DxSale drained of $7.3M in BNB Chain locker exploit

DxSale drained of $7.3M in BNB Chain locker exploit - GNcrypto

DxSale lost $7.3M after a backdoor in its BNB Chain liquidity locker, affecting about 1,400 liquidity providers and sending some funds to Binance deposit addresses.

DxSale lost $7.3 million when a backdoor in its liquidity locker on the BNB Chain allowed an attacker to withdraw funds, affecting about 1,400 liquidity providers. Blockchain monitoring firm PeckShield traced transfers from attacker address 0xC457 that moved roughly $1.87 million in BNB into two primary wallets before depositing portions into multiple Binance deposit addresses.

The breach exploited a privileged permission in the locker contract that converted locked deposits into withdrawable balances. Web3 security firm Coinsult wrote that a privileged setFee function combined with a backdated lock enabled withdrawal loops that extracted BNB from the locker.

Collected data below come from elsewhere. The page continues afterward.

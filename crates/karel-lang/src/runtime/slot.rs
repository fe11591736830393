//! The published world. The VM is the only writer; any number of readers
//! (an animator, a test, a UI thread) load whole snapshots without locking.

use std::sync::Arc;

use arc_swap::ArcSwap;

use crate::world::World;

pub struct WorldSlot {
    current: ArcSwap<World>,
}

impl WorldSlot {
    pub fn new(world: World) -> Self {
        Self { current: ArcSwap::from_pointee(world) }
    }

    /// Shared handle to the latest snapshot. Two loads return the same `Arc`
    /// until the next publish, so `Arc::ptr_eq` tells a reader whether
    /// anything changed.
    pub fn load(&self) -> Arc<World> {
        self.current.load_full()
    }

    pub fn get(&self) -> World {
        **self.current.load()
    }

    pub fn publish(&self, world: World) {
        self.current.store(Arc::new(world));
    }
}

impl Default for WorldSlot {
    fn default() -> Self {
        Self::new(World::default())
    }
}

impl std::fmt::Debug for WorldSlot {
    fn fmt(&self, f: &mut std::fmt::Formatter<'_>) -> std::fmt::Result {
        f.debug_struct("WorldSlot").field("current", &self.get()).finish()
    }
}

#[cfg(test)]
mod tests {
    use super::*;

    #[test]
    fn publish_replaces_snapshot() {
        let slot = WorldSlot::default();
        let before = slot.load();
        slot.publish(before.turn_left());
        assert_eq!(slot.get(), before.turn_left());
        assert_eq!(*before, World::default());
    }

    #[test]
    fn unchanged_slot_hands_out_same_arc() {
        let slot = WorldSlot::new(World::empty());
        assert!(Arc::ptr_eq(&slot.load(), &slot.load()));
        let seen = slot.load();
        slot.publish(World::empty());
        assert!(!Arc::ptr_eq(&seen, &slot.load()));
    }

    #[test]
    fn readers_on_other_threads_see_published_worlds() {
        let slot = Arc::new(WorldSlot::default());
        let world = slot.get().move_forward();
        slot.publish(world);
        let reader = Arc::clone(&slot);
        let seen = std::thread::spawn(move || reader.get()).join().expect("reader thread");
        assert_eq!(seen.x(), 1);
    }
}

On-chain analyst Tahax reported that the DxSale deployer transferred ownership of the locker contract 269 days ago, and that about 80 subsequent ownership hops were used to obscure control before ownership landed at wallet 0xC45, which then initiated mass BNB withdrawals. Tahax also noted the exploiter’s wallet was newly created and initially funded through the exchange Bybit, and that some stolen funds have been routed through infrastructure intended to hinder tracing.

The locker held legacy liquidity from projects that used DxSale in 2021 to lock launch liquidity on the BNB Chain. Data aggregator DefiLlama shows about $52 million in exploit losses so far in May, down from $634 million in April, and more than $17 billion in total crypto exploit losses tracked to date, including roughly $7.8 billion from DeFi protocols.

Manuel Aráoz, founder of blockchain security firm OpenZeppelin, wrote on social media: “I now consider all of DeFi unsafe,” citing advances in artificial intelligence that can help attackers find smart contract vulnerabilities.

About 1,400 crypto liquidity providers are affected, including projects and teams that may no longer be active. The attacker’s movement of funds toward centralized exchange deposit addresses could complicate recovery efforts, which will depend on exchange cooperation and any applicable law enforcement actions.